The silver recovery process of the electronic element comprises the steps of firstly, treating the electronic element by sulfuric acid and hydrogen peroxide to leach metals such as copper, iron, nickel, tin and the like in the electronic element, so as to obtain a solid material enriched with gold and silver, namely a first solid material; further leaching gold from the first solid material by chloridizing leaching to obtain chloridized extract enriched with silver, and leaching silver of the chloridized extract by sodium sulfite to obtain Ag (SO) ₃ ) ₂ ^3- Complexes of Ag (SO) ₃ ) ₂ ^3- The complex is subjected to electrodeposition to recover silver, the whole silver recovery process is a full wet method, and the silver recovery process through electrodeposition does not involve chemical substances, so that the method has the advantages of environmental protection and production cost reduction, and is suitable for industrial production. In the step of recovering silver from the chloride extract, chlorine removal treatment is carried out on the chloride extract, so that the chlorine content of the chloride extract is reduced, the influence of chloride ions on silver leaching from sodium sulfite is reduced by reducing the chlorine content in the chloride extract, the silver leaching rate in the chloride extract is improved, and the recovery rate is effectively improved; according to the method, chlorine is reduced by hydrogen peroxide through primary cleaning, the chlorine is volatilized through a heating mode, and redundant hydrogen peroxide is removed through secondary cleaning, so that the chlorine can be efficiently removed, and the influence of the hydrogen peroxide on chlorinated extract can be avoided.

In this embodiment, in the step S1, the concentration of the hydrogen peroxide is 1% -5%, preferably 3%, the hydrogen peroxide is continuously added into the pure water at a speed of 5 ml/min-20 ml/min, preferably at a speed of 10ml/min, and the solid-liquid ratio of the chlorinated extract to the pure water to the hydrogen peroxide is kept at 1:3-5, preferably at 1:4. The solid-liquid ratio can be adjusted according to the actual situation, and is not limited as long as the chlorine substance in the chlorinated extract can be cleaned.

In the step S2, the solid-liquid ratio of the primary cleaning slag to the pure water is 1:3-5, preferably 1:4. The solid-liquid ratio can be adjusted according to the actual situation, and is not limited as long as the chlorine substance in the chlorinated extract can be cleaned.

In this embodiment, in the S3, the purity of the sodium sulfite is greater than 95%, the amount of the sodium sulfite added per liter of the mixture is 190 g-200 g, preferably 195g, and the addition amount of the sodium sulfite can ensure a good reduction effect, and of course, the addition amount of the sodium sulfite can be adjusted according to actual conditions, and the method is not limited herein.

In this example, a plate and frame filter press was used to filter in a press filtration manner. The plate-frame filter press can accelerate and ensure the filtering effect, and is beneficial to improving the production efficiency.

In this embodiment, in S4, the leaching solution is first placed in a vacuum filter of polypropylene fiber with a filter cloth model 840A for suction filtration, and then the suction-filtered leaching solution is put into the electrowinning tank, so that the leaching solution can be preliminarily filtered to contain solid impurities.

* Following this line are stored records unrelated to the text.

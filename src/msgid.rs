//! Message-identifier hashing.
//!
//! A message-identifier is case-folded and digested down to a 128-bit value;
//! everything above this module deals only in the digest. The printable form
//! is the 32 lowercase hex characters that appear between `[` and `]` at the
//! start of every history line.

use std::fmt;
use std::fmt::Write as _;

use openssl::hash::{hash, MessageDigest};

/// Size of a message-identifier hash in bytes.
pub const HASH_SIZE: usize = 16;

/// Length of the printable hex form.
pub const HASH_TEXT_LEN: usize = 2 * HASH_SIZE;

/// 128-bit digest of a canonicalized message-identifier.
///
/// Equality is bytewise; two identifiers differing only in ASCII case hash
/// identically.
#[derive(Clone, Copy, PartialEq, Eq, Hash)]
pub struct MessageIdHash([u8; HASH_SIZE]);

impl MessageIdHash {
    /// Hash a message-identifier.
    pub fn of_message_id(key: &str) -> Self {
        let folded: Vec<u8> = key.bytes().map(|b| b.to_ascii_lowercase()).collect();
        let digest = hash(MessageDigest::md5(), &folded).expect("md5 is always available");
        let mut bytes = [0u8; HASH_SIZE];
        bytes.copy_from_slice(&digest);
        MessageIdHash(bytes)
    }

    pub fn from_bytes(bytes: [u8; HASH_SIZE]) -> Self {
        MessageIdHash(bytes)
    }

    pub fn as_bytes(&self) -> &[u8; HASH_SIZE] {
        &self.0
    }

    /// The 32-character lowercase hex form used inside the log.
    pub fn to_text(&self) -> String {
        let mut text = String::with_capacity(HASH_TEXT_LEN);
        for byte in &self.0 {
            write!(text, "{:02x}", byte).expect("writing to a String");
        }
        text
    }

    /// Parse the printable form; `None` unless it is exactly 32 hex chars.
    pub fn from_text(text: &str) -> Option<Self> {
        if text.len() != HASH_TEXT_LEN || !text.is_ascii() {
            return None;
        }
        let mut bytes = [0u8; HASH_SIZE];
        for (i, chunk) in text.as_bytes().chunks(2).enumerate() {
            let pair = std::str::from_utf8(chunk).ok()?;
            bytes[i] = u8::from_str_radix(pair, 16).ok()?;
        }
        Some(MessageIdHash(bytes))
    }
}

impl fmt::Debug for MessageIdHash {
    fn fmt(&self, f: &mut fmt::Formatter) -> fmt::Result {
        write!(f, "MessageIdHash({})", self.to_text())
    }
}
#[test]
fn expire_with_a_reason_pauses_the_server_once() {
    let _guard = lock();
    let dir = tempfile::tempdir().unwrap();
    let path = dir.path().join("history");

    let mut history = open_rdwr(&path);
    history.write("<a@test>", 1000, 999, 0, &token(1)).unwrap();
    history.close().unwrap();

    let pauses = Arc::new(AtomicUsize::new(0));
    let resumes = Arc::new(AtomicUsize::new(0));
    let mut history = open_rdonly(&path);
    history.set_server_control(Some(Box::new(Recorder {
        pauses: Arc::clone(&pauses),
        resumes: Arc::clone(&resumes),
    })));
    history.expire(None, Some("expire"), true, 0, |_, _, _, _| true).unwrap();

    assert_eq!(pauses.load(Ordering::SeqCst), 1);
    // the server stays paused on success; the caller resumes it
    assert_eq!(resumes.load(Ordering::SeqCst), 0);
    assert!(history.lookup("<a@test>").unwrap().is_some());
    history.close().unwrap();
}

#[test]
fn sizing_hints_flow_through_a_dormant_handle() {
    let _guard = lock();
    let dir = tempfile::tempdir().unwrap();
    let path = dir.path().join("history");

    let mut history =
        History::open(None, METHOD, OpenFlags::RDWR | OpenFlags::CREAT).unwrap();
    history.ctl(Ctl::SetSyncCount(2)).unwrap();
    history.ctl(Ctl::SetPairsHint(1_000_000)).unwrap();
    assert!(history.path().is_none());
    history.ctl(Ctl::SetPath(&path)).unwrap();
    assert_eq!(history.path(), Some(path.as_path()));
    match history.ctl(Ctl::SetPath(&path)) {
        Err(HistoryError::PathAlreadySet) => {}
        other => panic!("expected PathAlreadySet, got {:?}", other),
    }

    history.write("<a@test>", 1000, 999, 0, &token(1)).unwrap();
    assert!(history.check("<a@test>").unwrap());
    history.close().unwrap();

    // the hint sized the index well past the default
    let raw = fs::read(sibling(&path, ".dir")).unwrap();
    let text = String::from_utf8(raw).unwrap();
    assert!(text.contains("1500001"), "unexpected directory: {}", text);
}
//! The negative-lookup cache.
//!
//! A fixed-size, direct-mapped table of `(hash, seen?)` answers consulted
//! by `check` before the index is touched. Collisions overwrite; newest
//! wins. The cache may claim an identifier is unknown when it is not (the
//! index then answers), but a positive answer is only ever cached from a
//! real index hit, so it never invents an article.

use crate::msgid::MessageIdHash;

#[derive(Clone, Copy)]
struct CacheSlot {
    hash: MessageIdHash,
    found: bool,
}

/// Bytes per slot; cache sizes given in bytes are divided by this.
pub const SLOT_SIZE: usize = std::mem::size_of::<CacheSlot>();

pub(crate) enum CacheAnswer {
    /// Cached: the identifier is in the database.
    Hit,
    /// Cached: the identifier is not in the database.
    Miss,
    /// Not cached; ask the index.
    Unknown,
}

pub(crate) struct LookupCache {
    slots: Vec<Option<CacheSlot>>,
}

impl LookupCache {
    pub fn disabled() -> Self {
        LookupCache { slots: Vec::new() }
    }

    /// A cache of `bytes / SLOT_SIZE` slots; zero bytes disables caching.
    pub fn sized(bytes: usize) -> Self {
        LookupCache { slots: vec![None; bytes / SLOT_SIZE] }
    }

    fn slot(&self, hash: &MessageIdHash) -> usize {
        let bytes = hash.as_bytes();
        let tail = u32::from_le_bytes([bytes[12], bytes[13], bytes[14], bytes[15]]);
        tail as usize % self.slots.len()
    }

    pub fn lookup(&self, hash: &MessageIdHash) -> CacheAnswer {
        if self.slots.is_empty() {
            return CacheAnswer::Unknown;
        }
        match &self.slots[self.slot(hash)] {
            Some(slot) if slot.hash == *hash => {
                if slot.found {
                    CacheAnswer::Hit
                } else {
                    CacheAnswer::Miss
                }
            }
            _ => CacheAnswer::Unknown,
        }
    }

    pub fn add(&mut self, hash: &MessageIdHash, found: bool) {
        if self.slots.is_empty() {
            return;
        }
        let index = self.slot(hash);
        self.slots[index] = Some(CacheSlot { hash: *hash, found });
    }
}

#[cfg(test)]
mod tests {
    use super::*;

    fn hash(tail: u32, lead: u8) -> MessageIdHash {
        let mut bytes = [0u8; 16];
        bytes[0] = lead;
        bytes[12..16].copy_from_slice(&tail.to_le_bytes());
        MessageIdHash::from_bytes(bytes)
    }

    #[test]
    fn disabled_cache_answers_unknown() {
        let cache = LookupCache::disabled();
        assert!(matches!(cache.lookup(&hash(1, 1)), CacheAnswer::Unknown));
    }

    #[test]
    fn remembers_both_polarities() {
        let mut cache = LookupCache::sized(64 * SLOT_SIZE);
        cache.add(&hash(1, 1), true);
        cache.add(&hash(2, 2), false);
        assert!(matches!(cache.lookup(&hash(1, 1)), CacheAnswer::Hit));
        assert!(matches!(cache.lookup(&hash(2, 2)), CacheAnswer::Miss));
        assert!(matches!(cache.lookup(&hash(3, 3)), CacheAnswer::Unknown));
    }

    #[test]
    fn collision_overwrites_and_never_lies() {
        let mut cache = LookupCache::sized(8 * SLOT_SIZE);
        let slots = 8;
        // same slot, different hashes
        let first = hash(5, 1);
        let second = hash(5 + slots as u32, 2);
        cache.add(&first, true);
        cache.add(&second, false);
        // the evicted entry is unknown, not wrong
        assert!(matches!(cache.lookup(&first), CacheAnswer::Unknown));
        assert!(matches!(cache.lookup(&second), CacheAnswer::Miss));
    }
}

The cathode plate and the anode plate are arranged in the electrode tank, so that the leaching solution enriched with silver can be reduced, and the problem that formaldehyde, formic acid, hydrazine hydrate and other harmful chemicals are needed in the silver reduction process of silver sulfite complex ions is solved.

Example 2

It is to be understood that the following provides an example of a silver recovery process for electronic components, and in practical applications, the step of pulverizing the electronic components includes: and (3) carrying out heat treatment on the electronic element at 150-170 ℃ to separate a chip containing noble metal, mechanically crushing the chip into fragments smaller than or equal to 5mm, and grinding the fragments into electronic element powder with the particle size smaller than 100 meshes.

And part of nonmetallic substances are removed in a heat treatment mode, so that the rapid recovery of metals is facilitated. The collected chips are crushed again, so that metals can be recovered from crushed materials conveniently.

Other operation manners are the same as those of embodiment 1, and will not be described here again.

Example 3

It will be appreciated that the following provides an example of a silver recovery process for electronic components, in which the first filtrate is fed into a copper cyclone electrowinning apparatus to recover the electrodeposited copper tubes.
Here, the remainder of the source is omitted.